*Task goal:*
The line containing "let mut seen = BTreeSet::new();" and every line after it, through the last one below: output exactly these and nothing else.

(Stored items)
>>>
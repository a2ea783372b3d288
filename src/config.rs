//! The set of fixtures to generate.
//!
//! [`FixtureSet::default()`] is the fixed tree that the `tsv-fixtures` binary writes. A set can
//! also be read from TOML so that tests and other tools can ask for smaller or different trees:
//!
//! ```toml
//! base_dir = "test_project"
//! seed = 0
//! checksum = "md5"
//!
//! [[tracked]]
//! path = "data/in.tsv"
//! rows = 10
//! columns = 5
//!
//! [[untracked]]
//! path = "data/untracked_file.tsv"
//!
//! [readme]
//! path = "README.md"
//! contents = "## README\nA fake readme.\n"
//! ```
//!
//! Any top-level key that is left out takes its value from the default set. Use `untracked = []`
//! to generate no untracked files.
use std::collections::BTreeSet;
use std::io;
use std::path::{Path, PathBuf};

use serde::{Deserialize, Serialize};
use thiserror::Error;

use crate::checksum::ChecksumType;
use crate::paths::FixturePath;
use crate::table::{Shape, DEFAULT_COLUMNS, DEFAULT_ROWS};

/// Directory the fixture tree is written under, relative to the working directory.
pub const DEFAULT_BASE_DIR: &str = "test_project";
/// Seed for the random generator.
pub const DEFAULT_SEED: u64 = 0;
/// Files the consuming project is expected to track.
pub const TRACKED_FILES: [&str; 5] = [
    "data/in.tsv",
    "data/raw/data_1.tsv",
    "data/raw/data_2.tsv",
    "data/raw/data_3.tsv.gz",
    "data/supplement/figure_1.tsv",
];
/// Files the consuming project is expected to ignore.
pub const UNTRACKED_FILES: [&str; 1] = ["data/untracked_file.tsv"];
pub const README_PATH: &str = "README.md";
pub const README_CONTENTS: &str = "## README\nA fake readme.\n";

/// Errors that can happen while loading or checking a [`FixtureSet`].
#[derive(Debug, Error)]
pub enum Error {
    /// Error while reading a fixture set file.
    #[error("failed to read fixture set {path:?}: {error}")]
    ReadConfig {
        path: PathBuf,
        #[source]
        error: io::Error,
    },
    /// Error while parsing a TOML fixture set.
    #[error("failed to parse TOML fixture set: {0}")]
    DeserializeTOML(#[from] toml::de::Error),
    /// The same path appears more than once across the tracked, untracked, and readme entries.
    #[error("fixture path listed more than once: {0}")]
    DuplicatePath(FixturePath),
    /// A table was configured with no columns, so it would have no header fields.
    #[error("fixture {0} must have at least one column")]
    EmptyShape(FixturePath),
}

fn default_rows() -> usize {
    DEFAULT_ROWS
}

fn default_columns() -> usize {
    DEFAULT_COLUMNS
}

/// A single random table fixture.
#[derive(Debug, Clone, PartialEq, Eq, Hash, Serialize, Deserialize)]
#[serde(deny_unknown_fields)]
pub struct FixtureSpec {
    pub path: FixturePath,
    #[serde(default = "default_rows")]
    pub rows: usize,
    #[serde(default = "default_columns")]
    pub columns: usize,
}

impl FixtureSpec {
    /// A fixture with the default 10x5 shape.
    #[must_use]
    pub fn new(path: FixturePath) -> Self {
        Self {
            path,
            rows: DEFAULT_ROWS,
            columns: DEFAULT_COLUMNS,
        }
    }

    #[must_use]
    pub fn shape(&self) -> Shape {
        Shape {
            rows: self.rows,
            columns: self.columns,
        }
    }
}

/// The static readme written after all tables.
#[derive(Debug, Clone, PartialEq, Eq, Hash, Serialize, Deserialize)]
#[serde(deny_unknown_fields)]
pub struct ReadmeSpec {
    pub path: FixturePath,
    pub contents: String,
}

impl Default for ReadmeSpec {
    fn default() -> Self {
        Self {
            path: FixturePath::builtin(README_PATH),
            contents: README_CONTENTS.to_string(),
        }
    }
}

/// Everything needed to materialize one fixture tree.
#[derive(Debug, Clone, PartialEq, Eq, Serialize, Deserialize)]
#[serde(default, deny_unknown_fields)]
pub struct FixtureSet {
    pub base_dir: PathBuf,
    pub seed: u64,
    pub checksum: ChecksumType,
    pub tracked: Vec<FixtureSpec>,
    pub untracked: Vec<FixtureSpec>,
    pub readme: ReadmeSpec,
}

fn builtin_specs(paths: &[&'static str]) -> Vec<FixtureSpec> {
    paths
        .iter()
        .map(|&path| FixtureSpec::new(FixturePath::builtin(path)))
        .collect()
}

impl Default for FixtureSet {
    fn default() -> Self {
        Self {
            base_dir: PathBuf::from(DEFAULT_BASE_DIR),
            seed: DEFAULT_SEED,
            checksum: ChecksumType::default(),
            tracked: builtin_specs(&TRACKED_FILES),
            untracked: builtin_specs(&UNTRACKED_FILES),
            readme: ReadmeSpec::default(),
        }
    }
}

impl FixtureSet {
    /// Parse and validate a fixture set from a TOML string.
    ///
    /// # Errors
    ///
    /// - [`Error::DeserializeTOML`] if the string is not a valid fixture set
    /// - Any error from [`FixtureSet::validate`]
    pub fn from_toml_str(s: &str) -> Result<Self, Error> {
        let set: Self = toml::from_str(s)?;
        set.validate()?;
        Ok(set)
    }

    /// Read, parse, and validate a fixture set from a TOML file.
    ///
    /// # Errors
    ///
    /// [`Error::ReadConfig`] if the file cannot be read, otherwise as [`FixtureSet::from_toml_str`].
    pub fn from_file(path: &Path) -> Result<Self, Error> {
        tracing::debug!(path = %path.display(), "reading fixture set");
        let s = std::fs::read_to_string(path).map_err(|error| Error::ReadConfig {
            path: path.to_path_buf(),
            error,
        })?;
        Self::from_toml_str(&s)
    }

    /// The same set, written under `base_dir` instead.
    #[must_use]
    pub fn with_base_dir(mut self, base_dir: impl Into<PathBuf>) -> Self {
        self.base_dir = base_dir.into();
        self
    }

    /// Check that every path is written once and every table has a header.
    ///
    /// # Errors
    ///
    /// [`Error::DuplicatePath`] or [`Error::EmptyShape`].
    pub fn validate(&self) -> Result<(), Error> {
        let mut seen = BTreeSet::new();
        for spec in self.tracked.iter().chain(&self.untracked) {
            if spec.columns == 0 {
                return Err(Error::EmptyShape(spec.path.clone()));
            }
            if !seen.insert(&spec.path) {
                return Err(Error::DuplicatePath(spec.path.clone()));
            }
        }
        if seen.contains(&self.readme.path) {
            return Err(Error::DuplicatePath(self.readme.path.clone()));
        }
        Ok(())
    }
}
<<<
*Solution for this exercise:*
        let mut seen = BTreeSet::new();
        for spec in self.tracked.iter().chain(&self.untracked) {
            if spec.columns == 0 {
                return Err(Error::EmptyShape(spec.path.clone()));
            }
            if !seen.insert(&spec.path) {
                return Err(Error::DuplicatePath(spec.path.clone()));
            }
        }
        if seen.contains(&self.readme.path) {
            return Err(Error::DuplicatePath(self.readme.path.clone()));
        }
        Ok(())
    }
}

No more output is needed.